Collected data entries
::::::::::
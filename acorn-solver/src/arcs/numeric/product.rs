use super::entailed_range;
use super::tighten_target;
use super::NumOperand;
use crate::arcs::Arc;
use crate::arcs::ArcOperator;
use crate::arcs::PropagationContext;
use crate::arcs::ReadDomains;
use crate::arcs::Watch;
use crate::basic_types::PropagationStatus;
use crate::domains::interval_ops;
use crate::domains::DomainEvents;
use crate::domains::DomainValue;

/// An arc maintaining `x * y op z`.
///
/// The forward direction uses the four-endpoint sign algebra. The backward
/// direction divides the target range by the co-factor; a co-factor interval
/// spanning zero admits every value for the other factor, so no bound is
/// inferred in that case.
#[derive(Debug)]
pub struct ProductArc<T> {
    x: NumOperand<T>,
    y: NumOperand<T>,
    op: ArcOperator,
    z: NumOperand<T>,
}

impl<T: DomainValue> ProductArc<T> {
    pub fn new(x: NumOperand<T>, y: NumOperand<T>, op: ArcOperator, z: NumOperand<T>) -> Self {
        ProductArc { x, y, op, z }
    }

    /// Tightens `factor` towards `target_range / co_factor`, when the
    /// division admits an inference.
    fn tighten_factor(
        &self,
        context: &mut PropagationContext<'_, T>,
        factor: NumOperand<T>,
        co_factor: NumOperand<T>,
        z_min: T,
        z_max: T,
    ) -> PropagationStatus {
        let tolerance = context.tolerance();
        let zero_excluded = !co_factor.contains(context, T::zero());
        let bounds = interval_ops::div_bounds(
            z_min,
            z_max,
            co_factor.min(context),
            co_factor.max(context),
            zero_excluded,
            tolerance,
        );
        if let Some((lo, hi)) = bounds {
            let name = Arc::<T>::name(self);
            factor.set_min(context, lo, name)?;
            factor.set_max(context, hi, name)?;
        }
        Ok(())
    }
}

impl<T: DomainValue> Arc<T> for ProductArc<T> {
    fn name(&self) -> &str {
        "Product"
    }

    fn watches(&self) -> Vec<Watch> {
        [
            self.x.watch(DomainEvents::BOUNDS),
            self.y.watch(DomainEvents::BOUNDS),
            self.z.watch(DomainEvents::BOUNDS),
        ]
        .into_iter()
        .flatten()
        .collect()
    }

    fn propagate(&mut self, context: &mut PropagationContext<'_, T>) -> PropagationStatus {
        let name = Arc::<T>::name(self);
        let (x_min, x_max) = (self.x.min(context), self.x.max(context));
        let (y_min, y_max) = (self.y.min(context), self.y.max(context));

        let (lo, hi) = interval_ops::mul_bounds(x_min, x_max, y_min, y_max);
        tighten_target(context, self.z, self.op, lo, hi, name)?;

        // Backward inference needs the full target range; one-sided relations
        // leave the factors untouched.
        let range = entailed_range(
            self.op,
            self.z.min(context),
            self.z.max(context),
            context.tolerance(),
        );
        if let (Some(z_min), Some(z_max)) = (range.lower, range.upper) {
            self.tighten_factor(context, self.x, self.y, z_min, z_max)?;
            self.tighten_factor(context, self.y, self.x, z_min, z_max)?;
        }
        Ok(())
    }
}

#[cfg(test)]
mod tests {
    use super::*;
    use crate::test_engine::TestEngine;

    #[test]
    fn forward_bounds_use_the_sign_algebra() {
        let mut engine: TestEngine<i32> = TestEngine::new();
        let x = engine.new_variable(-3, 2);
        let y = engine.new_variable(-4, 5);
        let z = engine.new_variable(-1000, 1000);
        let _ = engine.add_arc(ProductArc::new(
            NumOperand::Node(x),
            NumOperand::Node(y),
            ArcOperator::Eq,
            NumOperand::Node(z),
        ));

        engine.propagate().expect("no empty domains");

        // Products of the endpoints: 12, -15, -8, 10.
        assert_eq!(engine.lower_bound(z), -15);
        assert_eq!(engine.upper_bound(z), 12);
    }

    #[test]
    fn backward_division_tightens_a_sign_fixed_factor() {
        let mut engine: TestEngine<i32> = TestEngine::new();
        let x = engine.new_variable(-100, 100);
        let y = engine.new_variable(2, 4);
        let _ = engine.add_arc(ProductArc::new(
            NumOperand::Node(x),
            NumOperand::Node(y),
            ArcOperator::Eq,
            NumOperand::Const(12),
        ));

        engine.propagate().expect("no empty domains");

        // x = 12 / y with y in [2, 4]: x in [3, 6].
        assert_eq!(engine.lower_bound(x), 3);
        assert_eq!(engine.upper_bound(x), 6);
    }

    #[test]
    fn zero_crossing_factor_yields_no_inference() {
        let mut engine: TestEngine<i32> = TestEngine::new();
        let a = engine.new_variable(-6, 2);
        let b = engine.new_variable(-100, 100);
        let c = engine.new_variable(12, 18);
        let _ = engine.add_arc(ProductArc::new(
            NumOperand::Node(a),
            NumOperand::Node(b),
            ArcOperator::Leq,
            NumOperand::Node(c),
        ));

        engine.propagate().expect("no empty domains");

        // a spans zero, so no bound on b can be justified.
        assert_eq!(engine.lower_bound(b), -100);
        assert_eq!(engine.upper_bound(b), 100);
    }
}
::::::::::
_Problem details:_
Wherever a line of the data holds "arcs", copy that line.

_Task result:_
filename acorn-solver/src/arcs/numeric/product.rs
use crate::arcs::Arc;
use crate::arcs::ArcOperator;
use crate::arcs::PropagationContext;
use crate::arcs::ReadDomains;
use crate::arcs::Watch;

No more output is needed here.